Jakarta (ANTARA News) - Kepala Dinas Pendidikan DKI Jakarta Sopan Adrianto menargetkan seluruh sekolah di Ibu Kota dapat melaksanakan Ujian Nasional Berbasis Komputer (UNBK) pada 2017.

“Termasuk swasta,” kata Sopan saat ditemui di SMAN 30 Cempak Putih, Jakarta Pusat, Senin.

Tahun ini, sebanyak 203 SMA, 167 SMK dan 10 Madrasah Aliyah mengikuti UNBK di Jakarta.
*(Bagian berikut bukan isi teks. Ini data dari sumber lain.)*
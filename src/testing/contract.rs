//! Provider-agnostic behavior checks.
//!
//! [`ContractSuite`] drives any [`CloudProvider`] through the same resource
//! lifecycles and collects every failed check instead of stopping at the
//! first one. Run it against the simulator and against real bindings; both
//! must pass unchanged.

use super::fixtures;
use crate::api::{ServiceType, VmState};
use crate::client::CloudClient;
use crate::error::{ErrorKind, Result};
use crate::traits::{CloudProvider, ComputeService, DatabaseService, StorageService};
use std::fmt;
use std::sync::Arc;
use std::time::{Duration, Instant};

const VM_NAME: &str = "contract-test-vm";
const DB_NAME: &str = "contract-test-db";
const OBJECT_KEY: &str = "test-object.txt";
const OBJECT_BODY: &[u8] = b"Hello, World!";

/// Result of one contract case.
#[derive(Debug, Clone)]
pub struct CaseOutcome {
    pub name: &'static str,
    /// Set when the provider does not offer the service the case targets.
    pub skipped: bool,
    pub failures: Vec<String>,
    pub elapsed: Duration,
}

impl CaseOutcome {
    pub fn passed(&self) -> bool {
        self.failures.is_empty()
    }
}

/// All case outcomes for one provider.
#[derive(Debug, Clone)]
pub struct ContractReport {
    pub provider: String,
    pub cases: Vec<CaseOutcome>,
}

impl ContractReport {
    pub fn cases(&self) -> &[CaseOutcome] {
        &self.cases
    }

    pub fn case(&self, name: &str) -> Option<&CaseOutcome> {
        self.cases.iter().find(|c| c.name == name)
    }

    /// Every failure, prefixed with its case name.
    pub fn failures(&self) -> Vec<String> {
        self.cases
            .iter()
            .flat_map(|c| c.failures.iter().map(move |f| format!("{}: {f}", c.name)))
            .collect()
    }

    pub fn is_success(&self) -> bool {
        self.cases.iter().all(CaseOutcome::passed)
    }

    /// Panic with every failed check when any case failed.
    pub fn assert_passed(&self) {
        if !self.is_success() {
            panic!("{self}");
        }
    }
}

impl fmt::Display for ContractReport {
    fn fmt(&self, f: &mut fmt::Formatter<'_>) -> fmt::Result {
        writeln!(f, "contract report for provider '{}'", self.provider)?;
        for case in &self.cases {
            let status = match (case.skipped, case.passed()) {
                (true, _) => "SKIP",
                (false, true) => "PASS",
                (false, false) => "FAIL",
            };
            writeln!(f, "  [{status}] {} ({:?})", case.name, case.elapsed)?;
            for failure in &case.failures {
                writeln!(f, "      - {failure}")?;
            }
        }
        Ok(())
    }
}

/// Runs the contract cases against one provider.
pub struct ContractSuite {
    provider: Arc<dyn CloudProvider>,
    client: CloudClient,
    timeout: Duration,
}

impl ContractSuite {
    pub fn new(provider: Arc<dyn CloudProvider>) -> Self {
        Self {
            client: CloudClient::from_arc(provider.clone()),
            provider,
            timeout: Duration::from_secs(120),
        }
    }

    /// Upper bound for each case. Defaults to two minutes.
    pub fn with_timeout(mut self, timeout: Duration) -> Self {
        self.timeout = timeout;
        self
    }

    pub async fn run(&self) -> ContractReport {
        let supported = self.provider.supported_services();
        let mut cases = vec![
            self.case("provider_interface", async { self.provider_interface() })
                .await,
            self.case("service_availability", async { self.service_availability() })
                .await,
        ];
        cases.push(
            self.lifecycle("compute_lifecycle", supported.contains(ServiceType::Compute), async {
                let mut checks = Checks::default();
                if let Some(compute) = checks.ok("compute()", self.client.compute()) {
                    compute_lifecycle(compute.as_ref(), &mut checks).await;
                }
                checks
            })
            .await,
        );
        cases.push(
            self.lifecycle("storage_lifecycle", supported.contains(ServiceType::Storage), async {
                let mut checks = Checks::default();
                if let Some(storage) = checks.ok("storage()", self.client.storage()) {
                    storage_lifecycle(storage.as_ref(), &mut checks).await;
                }
                checks
            })
            .await,
        );
        cases.push(
            self.lifecycle(
                "database_lifecycle",
                supported.contains(ServiceType::Database),
                async {
                    let mut checks = Checks::default();
                    if let Some(database) = checks.ok("database()", self.client.database()) {
                        database_lifecycle(database.as_ref(), &mut checks).await;
                    }
                    checks
                },
            )
            .await,
        );

        let report = ContractReport {
            provider: self.provider.name().to_string(),
            cases,
        };
        tracing::info!(
            provider = %report.provider,
            success = report.is_success(),
            failures = report.failures().len(),
            "Contract suite finished"
        );
        report
    }

    async fn lifecycle(
        &self,
        name: &'static str,
        supported: bool,
        body: impl Future<Output = Checks>,
    ) -> CaseOutcome {
        if !supported {
            return CaseOutcome {
                name,
                skipped: true,
                failures: Vec::new(),
                elapsed: Duration::ZERO,
            };
        }
        self.case(name, body).await
    }

    async fn case(&self, name: &'static str, body: impl Future<Output = Checks>) -> CaseOutcome {
        let start = Instant::now();
        let failures = match tokio::time::timeout(self.timeout, body).await {
            Ok(checks) => checks.failures,
            Err(_) => vec![format!("timed out after {:?}", self.timeout)],
        };
        if !failures.is_empty() {
            tracing::warn!(case = name, failures = failures.len(), "Contract case failed");
        }
        CaseOutcome {
            name,
            skipped: false,
            failures,
            elapsed: start.elapsed(),
        }
    }

    fn provider_interface(&self) -> Checks {
        let mut checks = Checks::default();
        checks.check(!self.provider.name().is_empty(), || {
            "name() returned an empty string".into()
        });
        checks.check(!self.provider.region().is_empty(), || {
            "region() returned an empty string".into()
        });
        checks.check(!self.provider.supported_services().is_empty(), || {
            "supported_services() is empty".into()
        });
        for feature in self.provider.supported_features() {
            checks.check(self.client.supports(feature.service()), || {
                format!("feature '{feature}' declared without its '{}' service", feature.service())
            });
        }
        checks
    }

    fn service_availability(&self) -> Checks {
        let mut checks = Checks::default();
        for service in ServiceType::ALL {
            let outcome = match service {
                ServiceType::Compute => self.client.compute().map(drop),
                ServiceType::Storage => self.client.storage().map(drop),
                ServiceType::Database => self.client.database().map(drop),
            };
            if self.client.supports(service) {
                checks.ok(&format!("{service}() on a supported service"), outcome);
            } else {
                checks.expect_kind(
                    &format!("{service}() on an unsupported service"),
                    outcome,
                    ErrorKind::ServiceNotSupported,
                );
            }
        }
        checks
    }
}

impl fmt::Debug for ContractSuite {
    fn fmt(&self, f: &mut fmt::Formatter<'_>) -> fmt::Result {
        f.debug_struct("ContractSuite")
            .field("provider", &self.provider.name())
            .field("timeout", &self.timeout)
            .finish()
    }
}

async fn compute_lifecycle(compute: &dyn ComputeService, checks: &mut Checks) {
    checks.ok("list_vms before create", compute.list_vms().await);

    let Some(vm) = checks.ok("create_vm", compute.create_vm(&fixtures::vm_config(VM_NAME)).await)
    else {
        return;
    };
    checks.check(!vm.id.is_empty(), || "created VM has an empty id".into());
    checks.check(vm.name == VM_NAME, || {
        format!("created VM is named '{}', expected '{VM_NAME}'", vm.name)
    });

    if let Some(fetched) = checks.ok("get_vm", compute.get_vm(&vm.id).await) {
        checks.check(fetched.id == vm.id && fetched.name == vm.name, || {
            format!("get_vm returned {} ({}), expected {} ({})", fetched.id, fetched.name, vm.id, vm.name)
        });
    }

    if let Some(vms) = checks.ok("list_vms", compute.list_vms().await) {
        checks.check(vms.iter().any(|v| v.id == vm.id), || {
            format!("list_vms does not contain {}", vm.id)
        });
    }

    // Start/stop is optional: providers may reject it for their own reasons.
    if compute.stop_vm(&vm.id).await.is_ok() {
        if let Some(stopped) = checks.ok("get_vm after stop", compute.get_vm(&vm.id).await) {
            checks.check(stopped.state != VmState::Running, || {
                "VM still running after stop_vm".into()
            });
        }
        if compute.start_vm(&vm.id).await.is_ok() {
            if let Some(started) = checks.ok("get_vm after start", compute.get_vm(&vm.id).await) {
                checks.check(started.state != VmState::Stopped, || {
                    "VM still stopped after start_vm".into()
                });
            }
        }
    }

    checks.ok("delete_vm", compute.delete_vm(&vm.id).await);
    checks.expect_kind(
        "get_vm after delete",
        compute.get_vm(&vm.id).await,
        ErrorKind::ResourceNotFound,
    );
}

async fn storage_lifecycle(storage: &dyn StorageService, checks: &mut Checks) {
    checks.ok("list_buckets before create", storage.list_buckets().await);

    let bucket = fixtures::unique_bucket_name("contract");
    if checks
        .ok("create_bucket", storage.create_bucket(&fixtures::bucket_config(&bucket)).await)
        .is_none()
    {
        return;
    }

    if let Some(buckets) = checks.ok("list_buckets", storage.list_buckets().await) {
        checks.check(buckets.contains(&bucket), || {
            format!("list_buckets does not contain '{bucket}'")
        });
    }

    if checks
        .ok("put_object", storage.put_object(&bucket, OBJECT_KEY, OBJECT_BODY.to_vec()).await)
        .is_some()
    {
        if let Some(body) = checks.ok("get_object", storage.get_object(&bucket, OBJECT_KEY).await) {
            checks.check(body == OBJECT_BODY, || {
                format!(
                    "get_object returned {:?}, expected {:?}",
                    String::from_utf8_lossy(&body),
                    String::from_utf8_lossy(OBJECT_BODY)
                )
            });
        }

        if let Some(objects) = checks.ok("list_objects", storage.list_objects(&bucket).await) {
            match objects.iter().find(|o| o.key == OBJECT_KEY) {
                Some(info) => checks.check(info.size == OBJECT_BODY.len() as u64, || {
                    format!("object size is {}, expected {}", info.size, OBJECT_BODY.len())
                }),
                None => checks.fail(format!("list_objects does not contain '{OBJECT_KEY}'")),
            }
        }

        checks.ok("delete_object", storage.delete_object(&bucket, OBJECT_KEY).await);
    }

    checks.ok("delete_bucket", storage.delete_bucket(&bucket).await);
}

async fn database_lifecycle(database: &dyn DatabaseService, checks: &mut Checks) {
    checks.ok("list_dbs before create", database.list_dbs().await);

    let Some(db) = checks.ok("create_db", database.create_db(&fixtures::db_config(DB_NAME)).await)
    else {
        return;
    };
    for (field, value) in [
        ("id", &db.id),
        ("name", &db.name),
        ("engine", &db.engine),
        ("endpoint", &db.endpoint),
    ] {
        checks.check(!value.is_empty(), || format!("created database has an empty {field}"));
    }

    if let Some(fetched) = checks.ok("get_db", database.get_db(&db.id).await) {
        checks.check(fetched.id == db.id && fetched.name == db.name, || {
            format!("get_db returned {} ({}), expected {} ({})", fetched.id, fetched.name, db.id, db.name)
        });
    }

    if let Some(dbs) = checks.ok("list_dbs", database.list_dbs().await) {
        checks.check(dbs.iter().any(|d| d.id == db.id), || {
            format!("list_dbs does not contain {}", db.id)
        });
    }

    checks.ok("delete_db", database.delete_db(&db.id).await);
    checks.expect_kind(
        "get_db after delete",
        database.get_db(&db.id).await,
        ErrorKind::ResourceNotFound,
    );
}

/// Failure collector for one case.
#[derive(Debug, Default)]
struct Checks {
    failures: Vec<String>,
}

impl Checks {
    fn fail(&mut self, message: String) {
        self.failures.push(message);
    }

    fn check(&mut self, condition: bool, message: impl FnOnce() -> String) {
        if !condition {
            self.fail(message());
        }
    }

    fn ok<T>(&mut self, step: &str, result: Result<T>) -> Option<T> {
        match result {
            Ok(value) => Some(value),
            Err(err) => {
                self.fail(format!("{step} failed: {err}"));
                None
            }
        }
    }

    fn expect_kind<T>(&mut self, step: &str, result: Result<T>, kind: ErrorKind) {
        match result {
            Ok(_) => self.fail(format!("{step} succeeded, expected {}", kind.code())),
            Err(err) if err.kind() != kind => {
                self.fail(format!("{step} returned {}, expected {}", err.code(), kind.code()))
            }
            Err(_) => {}
        }
    }
}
Jumlah ini meningkat bila dibandingan tahun lalu, yaitu 3 SMA dan 26 SMK.

Sopan berpendapat prasarana komputer menjadi kendala sehingga belum semua sekolah dapat melaksanakan UNBK tahun ini.

Menurut dia, ujian berbasis komputer tidak memungkinkan untuk bocor karena banyak varian soal.

Dari segi distribusi, ujian ini juga dinilai lebih efektif dan efisien karena meminimalisir pengiriman soal, tidak seperti ujian berbasis kerta yang harus didatangkan dari percetakan di Jawa Timur dan dikirimkan ke semua sekolah yang ada di Ibu Kota.

Hari ini, sebanyak 133.961 peserta didik di Jakarta melaksanakan Ujian Nasional dengan rincian 51.190 siswa SMA (34.296 UNBK dan 16.894 UNKP), SMK 64.474 (29.587 UNBK dan 34.887 UNKP) dan SMA LB 71 siswa.

Selain itu, sebanyak 6.843 siswa Madrasah Aliyah (1.161 UNBK dan 5.232 UNKP) dan 11.383 siswa Paket C juga melaksanakan ujian.

Ujian Nasional berlangsung pada 4-7 April dan Bahasa Indonesia menjadi subjek ujian di hari pertama.